優勝という文字が頭に浮かんだのは、最終日の朝になってから。スタート前は、地元の大会は他での試合とはやっぱり何かが違うなと思ったし、少しプレッシャーも感じました。ただ、始まってみると普段通りにプレーできました。地元ということで友だちが応援に来てくれたし、私を応援してくださるギャラリーの方もいつも以上に多かったので、私自身、気合が入った感じはありましたね。
あの試合では、ショットが安定していたこともありましたが、勝因はやっぱりパットだと思います。特に3日目は長いパットが何度も決まってくれたし、最終日も大事な場面で入ってくれました。パットに関しては、開幕からしばらくの間はあまり感触がよくなかったんです。それが、ちょっとずつですが感触がよくなってきて、あの試合では結果になって現れたという感じでした。
実は、あの試合の1カ月くらい前に、球筋をフェードからドローに変えました。私の持ち球は元々ドローで、左に曲がるミスが多かったので数年前にフェードに変えたのですが、フェードは思い通りに打てた時はいいものの、波が激しかったんです。ミス自体多くなっていたし、ミスした時の〝ケガ〟も大きくて……。

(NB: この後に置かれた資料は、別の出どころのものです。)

// tests/reaction_tests.rs

use chrono::Utc;
use newsroom::{
    error::AppError,
    models::{
        article::Article,
        comment::{Comment, ReactionKind},
        interaction::ArticleReaction,
    },
    services::{reactions, threads},
    store::{MemoryStore, Store},
};

async fn seeded_store() -> MemoryStore {
    let store = MemoryStore::new();
    let now = Utc::now();

    store
        .insert_article(&Article {
            id: "article-1".to_string(),
            slug: "first-article".to_string(),
            title: "First article".to_string(),
            content: "<p>Hello</p>".to_string(),
            excerpt: None,
            image: None,
            category: Some("east".to_string()),
            tags: vec![],
            author: None,
            is_featured: false,
            published: true,
            likes: 0,
            bookmarks: 0,
            shares: 0,
            comments_count: 0,
            created_at: now,
            updated_at: now,
        })
        .await
        .unwrap();

    store
        .insert_comment(&Comment {
            id: "comment-1".to_string(),
            article_id: "article-1".to_string(),
            content: "Nice read".to_string(),
            author: "Anonymous".to_string(),
            parent_id: None,
            created_at: now,
            likes: 0,
            dislikes: 0,
        })
        .await
        .unwrap();

    store
}

#[tokio::test]
async fn like_twice_returns_to_starting_count() {
    // Arrange
    let store = seeded_store().await;

    // Act
    let first = reactions::toggle_comment_reaction(&store, "comment-1", "s1", ReactionKind::Like)
        .await
        .unwrap();
    let second = reactions::toggle_comment_reaction(&store, "comment-1", "s1", ReactionKind::Like)
        .await
        .unwrap();

    // Assert
    assert_eq!(first.likes, 1);
    assert!(first.liked);
    assert_eq!(second.likes, 0);
    assert!(!second.liked && !second.disliked);
    assert!(
        store
            .comment_reactions("comment-1", "s1")
            .await
            .unwrap()
            .is_empty(),
        "no reaction record should remain"
    );
}

#[tokio::test]
async fn dislike_replaces_an_existing_like() {
    // Arrange
    let store = seeded_store().await;
    reactions::toggle_comment_reaction(&store, "comment-1", "s1", ReactionKind::Like)
        .await
        .unwrap();

    // Act
    let state = reactions::toggle_comment_reaction(&store, "comment-1", "s1", ReactionKind::Dislike)
        .await
        .unwrap();

    // Assert
    assert_eq!(state.likes, 0);
    assert_eq!(state.dislikes, 1);
    assert!(!state.liked);
    assert!(state.disliked);
    assert_eq!(
        store.comment_reactions("comment-1", "s1").await.unwrap(),
        vec![ReactionKind::Dislike]
    );
}

#[tokio::test]
async fn like_replaces_an_existing_dislike() {
    // Arrange
    let store = seeded_store().await;
    reactions::toggle_comment_reaction(&store, "comment-1", "s1", ReactionKind::Dislike)
        .await
        .unwrap();

    // Act
    let state = reactions::toggle_comment_reaction(&store, "comment-1", "s1", ReactionKind::Like)
        .await
        .unwrap();

    // Assert
    assert_eq!(state.likes, 1);
    assert_eq!(state.dislikes, 0);
    assert!(state.liked);
    assert!(!state.disliked);
    assert_eq!(
        store.comment_reactions("comment-1", "s1").await.unwrap(),
        vec![ReactionKind::Like]
    );
}

#[tokio::test]
async fn id_and_slug_collisions_are_reported_separately() {
    // Arrange
    let store = seeded_store().await;
    let existing = store.find_article("article-1").await.unwrap().unwrap();

    // Act
    let same_id = Article {
        slug: "another-slug".to_string(),
        ..existing.clone()
    };
    let same_slug = Article {
        id: "article-2".to_string(),
        ..existing
    };
    let id_err = store.insert_article(&same_id).await.unwrap_err();
    let slug_err = store.insert_article(&same_slug).await.unwrap_err();

    // Assert
    match id_err {
        AppError::Conflict(msg) => assert_eq!(msg, "Article 'article-1' already exists"),
        other => panic!("expected conflict, got {:?}", other),
    }
    match slug_err {
        AppError::Conflict(msg) => assert_eq!(msg, "Slug 'first-article' already exists"),
        other => panic!("expected conflict, got {:?}", other),
    }
}

#[tokio::test]
async fn comment_insert_bumps_the_article_comment_count() {
    let store = seeded_store().await;

    let article = store.find_article("article-1").await.unwrap().unwrap();

    assert_eq!(article.comments_count, 1);
}

#[tokio::test]
async fn sessions_do_not_share_reactions() {
    // Arrange
    let store = seeded_store().await;

    // Act
    reactions::toggle_comment_reaction(&store, "comment-1", "s1", ReactionKind::Like)
        .await
        .unwrap();
    let state = reactions::toggle_comment_reaction(&store, "comment-1", "s2", ReactionKind::Like)
        .await
        .unwrap();

    // Assert
    assert_eq!(state.likes, 2);
    let thread = threads::load_thread(&store, "article-1", "s3").await.unwrap();
    assert!(!thread.comments[0].liked);
    let thread = threads::load_thread(&store, "article-1", "s1").await.unwrap();
    assert!(thread.comments[0].liked);
}

#[tokio::test]
async fn corrupt_double_reaction_is_cleared_by_a_toggle() {
    // Arrange: both kinds held, as a racing writer could leave it
    let store = seeded_store().await;
    for kind in [ReactionKind::Like, ReactionKind::Dislike] {
        store
            .insert_comment_reaction("comment-1", "s1", kind)
            .await
            .unwrap();
        store
            .adjust_comment_counter("comment-1", kind, 1)
            .await
            .unwrap();
    }

    // Act
    let state = reactions::toggle_comment_reaction(&store, "comment-1", "s1", ReactionKind::Like)
        .await
        .unwrap();

    // Assert
    assert_eq!((state.likes, state.dislikes), (0, 0));
    assert!(!state.liked && !state.disliked);
}

#[tokio::test]
async fn counters_never_go_negative() {
    let store = seeded_store().await;

    store
        .adjust_comment_counter("comment-1", ReactionKind::Dislike, -1)
        .await
        .unwrap();

    let comment = store.find_comment("comment-1").await.unwrap().unwrap();
    assert_eq!(comment.dislikes, 0);
}

#[tokio::test]
async fn unknown_comment_is_not_found() {
    let store = seeded_store().await;

    let result =
        reactions::toggle_comment_reaction(&store, "nope", "s1", ReactionKind::Like).await;

    assert!(matches!(result, Err(AppError::NotFound(_))));
}

#[tokio::test]
async fn blank_session_is_rejected() {
    let store = seeded_store().await;

    let result =
        reactions::toggle_comment_reaction(&store, "comment-1", "  ", ReactionKind::Like).await;

    assert!(matches!(result, Err(AppError::BadRequest(_))));
}

#[tokio::test]
async fn article_like_and_bookmark_are_independent_toggles() {
    // Arrange
    let store = seeded_store().await;

    // Act
    let liked = reactions::toggle_article_reaction(&store, "article-1", "s1", ArticleReaction::Like)
        .await
        .unwrap();
    let bookmarked =
        reactions::toggle_article_reaction(&store, "first-article", "s1", ArticleReaction::Bookmark)
            .await
            .unwrap();
    let unliked =
        reactions::toggle_article_reaction(&store, "article-1", "s1", ArticleReaction::Like)
            .await
            .unwrap();

    // Assert
    assert_eq!((liked.likes, liked.bookmarks), (1, 0));
    assert!(liked.liked && !liked.bookmarked);
    assert_eq!((bookmarked.likes, bookmarked.bookmarks), (1, 1));
    assert!(bookmarked.liked && bookmarked.bookmarked);
    assert_eq!((unliked.likes, unliked.bookmarks), (0, 1));
    assert!(!unliked.liked && unliked.bookmarked);
}

#[tokio::test]
async fn shares_accumulate_without_a_session() {
    let store = seeded_store().await;

    reactions::record_share(&store, "article-1", None).await.unwrap();
    let state = reactions::record_share(&store, "article-1", None).await.unwrap();

    assert_eq!(state.shares, 2);
    assert!(!state.liked && !state.bookmarked);
}
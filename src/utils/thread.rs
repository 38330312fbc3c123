// src/utils/thread.rs

use std::collections::{HashMap, HashSet};

use crate::models::comment::{Comment, CommentView};

/// Turns the flat comment rows of one article into a reply forest.
///
/// * Roots are comments with no parent, a parent id missing from `comments`,
///   or a parent id equal to their own id. Orphans are never dropped.
/// * Roots and every replies list are ordered by `(created_at, id)` ascending.
/// * `reply_count` counts direct replies only.
/// * `liked` / `disliked` come from membership in the session's id sets.
///
/// Comment ids must be unique. Corrupt parent cycles cannot loop: the
/// earliest comment on each cycle is promoted to a root, so every input
/// comment appears exactly once in the output. Replies that merely hang below
/// a cycle stay under their parent.
pub fn assemble_thread(
    comments: Vec<Comment>,
    liked_ids: &HashSet<String>,
    disliked_ids: &HashSet<String>,
) -> Vec<CommentView> {
    let n = comments.len();

    let index: HashMap<&str, usize> = comments
        .iter()
        .enumerate()
        .map(|(i, c)| (c.id.as_str(), i))
        .collect();

    let mut parent: Vec<Option<usize>> = comments
        .iter()
        .enumerate()
        .map(|(i, c)| {
            c.parent_id
                .as_deref()
                .and_then(|pid| index.get(pid).copied())
                .filter(|&p| p != i)
        })
        .collect();

    let mut children: Vec<Vec<usize>> = vec![Vec::new(); n];
    let mut roots = Vec::new();
    for (i, p) in parent.iter().enumerate() {
        match p {
            Some(p) => children[*p].push(i),
            None => roots.push(i),
        }
    }
    let reply_counts: Vec<usize> = children.iter().map(Vec::len).collect();

    let key = |i: usize| (comments[i].created_at, comments[i].id.as_str());

    let mut placed = vec![false; n];
    let mut order = Vec::with_capacity(n);
    place_subtrees(&roots, &children, &mut placed, &mut order);

    // Whatever is still unplaced sits on a parent cycle or hangs below one.
    while order.len() < n {
        let Some(first) = (0..n)
            .filter(|&i| !placed[i])
            .min_by(|&a, &b| key(a).cmp(&key(b)))
        else {
            break;
        };
        let start = cycle_members(first, &parent)
            .into_iter()
            .min_by(|&a, &b| key(a).cmp(&key(b)))
            .unwrap_or(first);
        if let Some(p) = parent[start].take() {
            children[p].retain(|&c| c != start);
        }
        roots.push(start);
        place_subtrees(&[start], &children, &mut placed, &mut order);
    }

    let by_key = |a: &usize, b: &usize| key(*a).cmp(&key(*b));
    roots.sort_by(by_key);
    for replies in &mut children {
        replies.sort_by(by_key);
    }

    // Children come after their parent in `order`, so walking it backwards
    // always finds a node's replies already built.
    let mut pending: Vec<Option<Comment>> = comments.into_iter().map(Some).collect();
    let mut built: Vec<Option<CommentView>> = std::iter::repeat_with(|| None).take(n).collect();
    for &i in order.iter().rev() {
        let replies: Vec<CommentView> = children[i]
            .iter()
            .filter_map(|&c| built[c].take())
            .collect();
        let Some(comment) = pending[i].take() else {
            continue;
        };
        let liked = liked_ids.contains(&comment.id);
        let disliked = disliked_ids.contains(&comment.id);
        built[i] = Some(CommentView {
            comment,
            replies,
            reply_count: reply_counts[i],
            liked,
            disliked,
        });
    }

    roots.iter().filter_map(|&r| built[r].take()).collect()
}

/// Follows parent links from `from` until a node repeats and returns the
/// nodes of the loop it ran into. Replies hanging below the loop are not
/// members.
fn cycle_members(from: usize, parent: &[Option<usize>]) -> Vec<usize> {
    let mut seen = HashSet::new();
    let mut cursor = from;
    while seen.insert(cursor) {
        match parent[cursor] {
            Some(p) => cursor = p,
            None => return vec![cursor],
        }
    }

    let mut members = vec![cursor];
    let mut next = parent[cursor];
    while let Some(p) = next {
        if p == cursor {
            break;
        }
        members.push(p);
        next = parent[p];
    }
    members
}

/// Depth-first walk from `starts`, appending every newly reached node to `order`.
fn place_subtrees(
    starts: &[usize],
    children: &[Vec<usize>],
    placed: &mut [bool],
    order: &mut Vec<usize>,
) {
    let mut stack: Vec<usize> = starts.to_vec();
    while let Some(i) = stack.pop() {
        if placed[i] {
            continue;
        }
        placed[i] = true;
        order.push(i);
        stack.extend(children[i].iter().copied());
    }
}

それに、フェードを打つには、かなり大げさにそのためのスイングをしないといけないこともあって、「だったらドローの方が安定して打てるんじゃないか」と考えて、ドローに戻すことにしたんです。
ただ、ドライバーに関しては、今はあまり球筋を気にしないようにしています。最初から曲げようという意識ではなくて、ストレートボールを狙って、その結果、自然にどっちに曲がってもいいやと(笑)。今でもたまにフェードが出るのですが、それはそれでいいと思っています。
それは、ドローに戻したことのほかに、ドライバーとボールが自分にマッチしているからだと思います。去年の途中に使い始めた『スリクソン ZX7 Mk II ドライバー』は、飛距離はもちろんですが、アドレスした時のヘッドの見え方も打感もすごく気に入っています。今までのスリクソンのドライバーの中でいちばん好きだし、私にとっては〝過去イチ〟ですね(笑)。
今シーズンは、開幕2戦目から2試合続けて3位(タイ)に入ったりして調子はよかったものの、なかなか優勝できませんでした。ただ、それで悩んだり、焦ったりしたことはなかったです。〝ぼちぼち〟やっていた感じで(笑)、ショットとパットが嚙み合えば、いつか優勝できるだろうとは思っていました。だから、前半戦のうちに勝ててよかったなと思っています。
女子ツアーはもうシーズンの半分が終わりましたが、今後の目標としては、やっぱり今年も複数回優勝したいですね。まだ北海道での試合が残っているし、メジャー、それにダンロップの試合もそうですが、すごく頑張りたい試合がたくさんあるので。
小祝 さくら(こいわい・さくら)
1998年北海道生まれ。8歳でゴルフを始め、「北海道ジュニア」「北海道女子アマ」で優勝したほか、高校3年時に出場した国内女子ツアーでは8位タイに入賞。2017年プロテスト合格。19年にツアー初優勝を飾ると、2020-21年にはシーズン5勝を挙げ賞金ランキング3位に。ツアー通算9勝。身長158センチ、血液型A。